The required output consists solely of the lines from the top of the listing through the line containing "let mut loop_start = TEXT_BASE;", transcribed exactly.

*** Opening Information shown ***

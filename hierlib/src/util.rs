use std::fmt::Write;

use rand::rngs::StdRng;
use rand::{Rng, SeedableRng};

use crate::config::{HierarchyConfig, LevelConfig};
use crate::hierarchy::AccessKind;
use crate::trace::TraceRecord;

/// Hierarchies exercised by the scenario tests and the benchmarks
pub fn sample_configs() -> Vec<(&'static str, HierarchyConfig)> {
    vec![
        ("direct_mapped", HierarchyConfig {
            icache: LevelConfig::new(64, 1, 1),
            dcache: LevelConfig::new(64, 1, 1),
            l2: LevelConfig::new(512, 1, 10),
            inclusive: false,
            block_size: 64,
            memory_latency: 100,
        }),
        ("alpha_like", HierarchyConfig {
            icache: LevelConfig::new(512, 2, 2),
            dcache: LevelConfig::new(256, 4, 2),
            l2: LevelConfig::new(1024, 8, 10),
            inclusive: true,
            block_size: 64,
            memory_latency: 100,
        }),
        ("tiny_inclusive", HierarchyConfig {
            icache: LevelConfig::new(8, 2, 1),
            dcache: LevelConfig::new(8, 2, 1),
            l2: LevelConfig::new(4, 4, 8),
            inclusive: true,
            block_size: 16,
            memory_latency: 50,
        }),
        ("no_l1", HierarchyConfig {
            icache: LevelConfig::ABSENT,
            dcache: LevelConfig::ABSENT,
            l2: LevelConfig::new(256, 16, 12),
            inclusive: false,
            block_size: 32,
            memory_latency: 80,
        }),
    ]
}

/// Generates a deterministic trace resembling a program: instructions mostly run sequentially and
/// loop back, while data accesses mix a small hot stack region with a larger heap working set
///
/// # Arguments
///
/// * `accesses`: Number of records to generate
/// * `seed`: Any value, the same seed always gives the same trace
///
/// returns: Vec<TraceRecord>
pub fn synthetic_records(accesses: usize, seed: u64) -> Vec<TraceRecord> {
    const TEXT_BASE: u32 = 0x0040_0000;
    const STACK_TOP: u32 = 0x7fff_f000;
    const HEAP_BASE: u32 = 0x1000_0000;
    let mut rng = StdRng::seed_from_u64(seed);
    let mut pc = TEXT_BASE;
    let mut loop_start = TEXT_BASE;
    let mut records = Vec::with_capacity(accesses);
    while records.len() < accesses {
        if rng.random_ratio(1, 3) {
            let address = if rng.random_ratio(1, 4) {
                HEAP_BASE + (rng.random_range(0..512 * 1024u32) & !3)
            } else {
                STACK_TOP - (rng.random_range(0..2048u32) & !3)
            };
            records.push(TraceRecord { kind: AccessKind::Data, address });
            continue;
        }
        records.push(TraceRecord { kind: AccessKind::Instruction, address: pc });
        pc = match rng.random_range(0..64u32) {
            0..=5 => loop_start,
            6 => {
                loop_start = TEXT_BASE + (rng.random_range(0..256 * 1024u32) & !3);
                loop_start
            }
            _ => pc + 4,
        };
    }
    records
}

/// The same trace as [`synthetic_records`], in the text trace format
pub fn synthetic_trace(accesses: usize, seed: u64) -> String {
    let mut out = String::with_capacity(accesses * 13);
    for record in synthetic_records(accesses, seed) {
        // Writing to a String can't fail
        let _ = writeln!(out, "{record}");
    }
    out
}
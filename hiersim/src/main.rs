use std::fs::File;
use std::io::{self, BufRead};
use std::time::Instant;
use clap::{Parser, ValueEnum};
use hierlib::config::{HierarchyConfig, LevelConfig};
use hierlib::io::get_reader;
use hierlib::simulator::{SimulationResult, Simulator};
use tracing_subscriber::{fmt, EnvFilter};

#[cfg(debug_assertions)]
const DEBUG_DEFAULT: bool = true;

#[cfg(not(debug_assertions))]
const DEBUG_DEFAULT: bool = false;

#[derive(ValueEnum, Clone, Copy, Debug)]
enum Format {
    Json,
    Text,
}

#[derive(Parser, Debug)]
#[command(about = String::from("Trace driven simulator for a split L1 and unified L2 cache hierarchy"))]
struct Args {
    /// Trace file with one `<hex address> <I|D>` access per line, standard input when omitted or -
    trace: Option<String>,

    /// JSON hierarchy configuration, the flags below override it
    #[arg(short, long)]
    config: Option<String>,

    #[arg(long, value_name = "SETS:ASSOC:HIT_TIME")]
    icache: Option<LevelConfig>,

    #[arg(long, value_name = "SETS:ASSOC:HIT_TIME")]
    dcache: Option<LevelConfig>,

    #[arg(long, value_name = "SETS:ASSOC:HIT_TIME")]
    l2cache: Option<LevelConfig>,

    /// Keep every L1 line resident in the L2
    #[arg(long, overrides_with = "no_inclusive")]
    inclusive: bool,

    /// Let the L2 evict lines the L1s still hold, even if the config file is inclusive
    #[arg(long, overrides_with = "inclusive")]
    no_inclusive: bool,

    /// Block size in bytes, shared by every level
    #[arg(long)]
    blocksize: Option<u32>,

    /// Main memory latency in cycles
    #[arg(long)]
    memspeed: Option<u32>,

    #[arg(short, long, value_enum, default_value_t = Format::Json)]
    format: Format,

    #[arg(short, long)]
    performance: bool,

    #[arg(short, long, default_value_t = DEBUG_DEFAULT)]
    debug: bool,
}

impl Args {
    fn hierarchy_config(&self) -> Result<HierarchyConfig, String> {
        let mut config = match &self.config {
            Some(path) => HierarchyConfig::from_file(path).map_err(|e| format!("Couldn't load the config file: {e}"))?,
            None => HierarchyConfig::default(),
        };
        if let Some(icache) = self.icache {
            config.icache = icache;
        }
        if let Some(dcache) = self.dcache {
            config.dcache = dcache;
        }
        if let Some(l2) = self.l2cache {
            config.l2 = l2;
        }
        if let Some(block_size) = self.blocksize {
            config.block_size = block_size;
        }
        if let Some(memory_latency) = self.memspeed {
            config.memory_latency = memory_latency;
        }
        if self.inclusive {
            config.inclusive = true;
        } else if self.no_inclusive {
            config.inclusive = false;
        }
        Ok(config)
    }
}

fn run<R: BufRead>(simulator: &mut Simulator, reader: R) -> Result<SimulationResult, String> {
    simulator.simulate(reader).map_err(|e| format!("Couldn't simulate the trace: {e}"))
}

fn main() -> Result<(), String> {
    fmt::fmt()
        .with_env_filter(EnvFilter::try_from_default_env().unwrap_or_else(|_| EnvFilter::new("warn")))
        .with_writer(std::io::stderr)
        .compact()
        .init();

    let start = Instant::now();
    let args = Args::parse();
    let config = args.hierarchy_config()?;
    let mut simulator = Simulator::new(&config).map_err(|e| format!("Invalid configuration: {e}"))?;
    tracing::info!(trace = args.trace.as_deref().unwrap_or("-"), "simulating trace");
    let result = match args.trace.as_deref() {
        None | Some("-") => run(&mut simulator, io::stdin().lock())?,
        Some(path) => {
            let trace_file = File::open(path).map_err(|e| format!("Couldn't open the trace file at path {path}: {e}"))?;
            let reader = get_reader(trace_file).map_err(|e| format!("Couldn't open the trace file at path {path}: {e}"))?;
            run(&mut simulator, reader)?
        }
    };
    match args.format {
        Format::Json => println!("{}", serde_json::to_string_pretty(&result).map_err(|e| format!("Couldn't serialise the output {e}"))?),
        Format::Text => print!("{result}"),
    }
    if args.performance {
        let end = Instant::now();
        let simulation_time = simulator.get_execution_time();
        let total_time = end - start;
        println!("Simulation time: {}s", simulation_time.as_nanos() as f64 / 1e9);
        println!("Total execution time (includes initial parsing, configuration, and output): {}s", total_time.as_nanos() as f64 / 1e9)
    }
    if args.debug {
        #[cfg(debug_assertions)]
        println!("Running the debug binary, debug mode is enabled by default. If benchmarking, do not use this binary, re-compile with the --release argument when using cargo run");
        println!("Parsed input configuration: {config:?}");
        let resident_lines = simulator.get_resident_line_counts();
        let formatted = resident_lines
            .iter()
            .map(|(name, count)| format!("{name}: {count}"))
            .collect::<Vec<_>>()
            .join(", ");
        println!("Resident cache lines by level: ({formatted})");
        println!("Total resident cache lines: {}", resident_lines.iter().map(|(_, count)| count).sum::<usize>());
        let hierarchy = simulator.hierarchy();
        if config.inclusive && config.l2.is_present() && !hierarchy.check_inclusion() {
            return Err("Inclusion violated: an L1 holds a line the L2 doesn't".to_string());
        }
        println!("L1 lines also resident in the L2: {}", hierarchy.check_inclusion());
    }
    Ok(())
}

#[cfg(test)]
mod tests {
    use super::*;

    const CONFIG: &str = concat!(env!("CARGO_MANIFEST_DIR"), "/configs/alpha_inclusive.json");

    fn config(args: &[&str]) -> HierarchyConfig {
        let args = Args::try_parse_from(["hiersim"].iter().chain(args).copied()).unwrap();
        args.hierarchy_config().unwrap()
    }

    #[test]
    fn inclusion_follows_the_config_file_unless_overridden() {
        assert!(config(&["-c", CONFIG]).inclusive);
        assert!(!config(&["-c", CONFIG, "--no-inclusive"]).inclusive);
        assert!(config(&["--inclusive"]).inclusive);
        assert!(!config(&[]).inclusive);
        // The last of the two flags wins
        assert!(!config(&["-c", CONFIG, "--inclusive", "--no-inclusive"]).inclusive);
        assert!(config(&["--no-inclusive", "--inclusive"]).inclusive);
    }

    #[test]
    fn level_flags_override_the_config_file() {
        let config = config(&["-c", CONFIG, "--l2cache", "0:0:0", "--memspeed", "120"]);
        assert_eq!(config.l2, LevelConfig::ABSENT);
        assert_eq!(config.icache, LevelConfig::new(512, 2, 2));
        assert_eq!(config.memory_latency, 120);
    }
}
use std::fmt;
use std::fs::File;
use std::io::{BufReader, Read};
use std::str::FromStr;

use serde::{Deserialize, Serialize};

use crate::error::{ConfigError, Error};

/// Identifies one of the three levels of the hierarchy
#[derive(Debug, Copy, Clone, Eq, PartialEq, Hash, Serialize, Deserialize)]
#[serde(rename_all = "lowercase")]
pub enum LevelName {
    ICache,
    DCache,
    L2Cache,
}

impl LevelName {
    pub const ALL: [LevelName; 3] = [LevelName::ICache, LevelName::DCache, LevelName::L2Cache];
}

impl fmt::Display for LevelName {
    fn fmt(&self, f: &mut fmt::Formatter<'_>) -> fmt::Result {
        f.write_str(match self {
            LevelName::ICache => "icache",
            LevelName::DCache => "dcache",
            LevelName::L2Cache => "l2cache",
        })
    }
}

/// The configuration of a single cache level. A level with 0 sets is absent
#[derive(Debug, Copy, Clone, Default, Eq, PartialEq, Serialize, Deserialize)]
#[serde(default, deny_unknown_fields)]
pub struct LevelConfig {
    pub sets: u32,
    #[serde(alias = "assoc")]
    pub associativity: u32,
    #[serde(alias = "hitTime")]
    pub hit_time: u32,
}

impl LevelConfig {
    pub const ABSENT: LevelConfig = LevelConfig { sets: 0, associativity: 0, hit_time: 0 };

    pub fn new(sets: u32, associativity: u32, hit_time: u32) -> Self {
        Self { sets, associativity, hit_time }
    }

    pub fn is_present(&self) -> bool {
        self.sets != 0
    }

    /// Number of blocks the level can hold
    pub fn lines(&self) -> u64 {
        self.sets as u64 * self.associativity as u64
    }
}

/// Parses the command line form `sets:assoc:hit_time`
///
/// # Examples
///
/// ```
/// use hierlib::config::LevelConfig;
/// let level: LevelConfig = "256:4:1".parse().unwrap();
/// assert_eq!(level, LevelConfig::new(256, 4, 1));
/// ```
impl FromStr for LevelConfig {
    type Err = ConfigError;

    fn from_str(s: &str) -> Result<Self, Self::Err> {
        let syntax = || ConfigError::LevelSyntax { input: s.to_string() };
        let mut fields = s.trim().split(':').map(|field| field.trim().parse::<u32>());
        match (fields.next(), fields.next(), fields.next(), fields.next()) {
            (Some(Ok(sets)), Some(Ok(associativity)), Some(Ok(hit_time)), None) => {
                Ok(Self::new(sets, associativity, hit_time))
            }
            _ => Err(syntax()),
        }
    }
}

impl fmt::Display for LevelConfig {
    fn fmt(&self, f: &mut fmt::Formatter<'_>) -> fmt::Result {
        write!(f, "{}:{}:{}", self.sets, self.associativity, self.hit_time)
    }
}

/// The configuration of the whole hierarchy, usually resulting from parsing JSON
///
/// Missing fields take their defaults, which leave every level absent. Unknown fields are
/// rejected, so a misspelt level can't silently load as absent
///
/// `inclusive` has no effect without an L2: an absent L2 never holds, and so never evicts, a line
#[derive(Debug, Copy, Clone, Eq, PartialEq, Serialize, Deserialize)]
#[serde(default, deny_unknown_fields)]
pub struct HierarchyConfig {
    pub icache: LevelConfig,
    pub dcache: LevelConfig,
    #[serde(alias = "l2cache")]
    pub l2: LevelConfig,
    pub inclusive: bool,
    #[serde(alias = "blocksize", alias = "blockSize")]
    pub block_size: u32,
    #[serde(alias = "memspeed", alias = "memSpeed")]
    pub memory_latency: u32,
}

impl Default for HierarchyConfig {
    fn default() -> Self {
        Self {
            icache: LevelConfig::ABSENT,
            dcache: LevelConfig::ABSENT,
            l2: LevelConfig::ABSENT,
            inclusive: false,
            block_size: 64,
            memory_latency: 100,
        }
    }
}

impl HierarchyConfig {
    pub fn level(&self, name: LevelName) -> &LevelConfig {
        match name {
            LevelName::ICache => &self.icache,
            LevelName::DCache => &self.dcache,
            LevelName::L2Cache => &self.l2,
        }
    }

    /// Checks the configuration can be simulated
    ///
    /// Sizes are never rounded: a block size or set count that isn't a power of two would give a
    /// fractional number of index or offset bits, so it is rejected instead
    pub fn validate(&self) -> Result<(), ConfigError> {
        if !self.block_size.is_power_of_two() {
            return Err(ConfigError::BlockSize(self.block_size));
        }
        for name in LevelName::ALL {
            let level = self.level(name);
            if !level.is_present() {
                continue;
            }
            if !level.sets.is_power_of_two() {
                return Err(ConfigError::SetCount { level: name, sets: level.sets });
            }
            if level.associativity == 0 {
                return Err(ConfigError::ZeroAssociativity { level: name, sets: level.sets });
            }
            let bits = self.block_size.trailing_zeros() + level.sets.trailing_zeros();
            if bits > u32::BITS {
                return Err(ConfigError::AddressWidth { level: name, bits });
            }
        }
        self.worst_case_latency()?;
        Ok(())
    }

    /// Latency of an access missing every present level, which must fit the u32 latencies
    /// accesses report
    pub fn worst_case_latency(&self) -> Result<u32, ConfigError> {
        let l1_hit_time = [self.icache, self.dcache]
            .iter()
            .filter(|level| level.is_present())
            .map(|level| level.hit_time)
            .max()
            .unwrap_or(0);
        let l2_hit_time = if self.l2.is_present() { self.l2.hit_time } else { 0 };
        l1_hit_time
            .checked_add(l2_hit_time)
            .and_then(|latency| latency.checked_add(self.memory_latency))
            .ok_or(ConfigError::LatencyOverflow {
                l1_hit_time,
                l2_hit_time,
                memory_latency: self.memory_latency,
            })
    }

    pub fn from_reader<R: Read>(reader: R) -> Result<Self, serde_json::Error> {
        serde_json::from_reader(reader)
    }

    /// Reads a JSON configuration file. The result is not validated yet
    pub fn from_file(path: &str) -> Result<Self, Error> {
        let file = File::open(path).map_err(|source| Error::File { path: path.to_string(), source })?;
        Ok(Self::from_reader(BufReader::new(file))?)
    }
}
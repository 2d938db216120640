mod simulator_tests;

*** Closing Information shown ***

Completed task
filename hierlib/src/util.rs
use std::fmt::Write;

use rand::rngs::StdRng;
use rand::{Rng, SeedableRng};

use crate::config::{HierarchyConfig, LevelConfig};
use crate::hierarchy::AccessKind;
use crate::trace::TraceRecord;

/// Hierarchies exercised by the scenario tests and the benchmarks
pub fn sample_configs() -> Vec<(&'static str, HierarchyConfig)> {
    vec![
        ("direct_mapped", HierarchyConfig {
            icache: LevelConfig::new(64, 1, 1),
            dcache: LevelConfig::new(64, 1, 1),
            l2: LevelConfig::new(512, 1, 10),
            inclusive: false,
            block_size: 64,
            memory_latency: 100,
        }),
        ("alpha_like", HierarchyConfig {
            icache: LevelConfig::new(512, 2, 2),
            dcache: LevelConfig::new(256, 4, 2),
            l2: LevelConfig::new(1024, 8, 10),
            inclusive: true,
            block_size: 64,
            memory_latency: 100,
        }),
        ("tiny_inclusive", HierarchyConfig {
            icache: LevelConfig::new(8, 2, 1),
            dcache: LevelConfig::new(8, 2, 1),
            l2: LevelConfig::new(4, 4, 8),
            inclusive: true,
            block_size: 16,
            memory_latency: 50,
        }),
        ("no_l1", HierarchyConfig {
            icache: LevelConfig::ABSENT,
            dcache: LevelConfig::ABSENT,
            l2: LevelConfig::new(256, 16, 12),
            inclusive: false,
            block_size: 32,
            memory_latency: 80,
        }),
    ]
}

/// Generates a deterministic trace resembling a program: instructions mostly run sequentially and
/// loop back, while data accesses mix a small hot stack region with a larger heap working set
///
/// # Arguments
///
/// * `accesses`: Number of records to generate
/// * `seed`: Any value, the same seed always gives the same trace
///
/// returns: Vec<TraceRecord>
pub fn synthetic_records(accesses: usize, seed: u64) -> Vec<TraceRecord> {
    const TEXT_BASE: u32 = 0x0040_0000;
    const STACK_TOP: u32 = 0x7fff_f000;
    const HEAP_BASE: u32 = 0x1000_0000;
    let mut rng = StdRng::seed_from_u64(seed);
    let mut pc = TEXT_BASE;
    let mut loop_start = TEXT_BASE;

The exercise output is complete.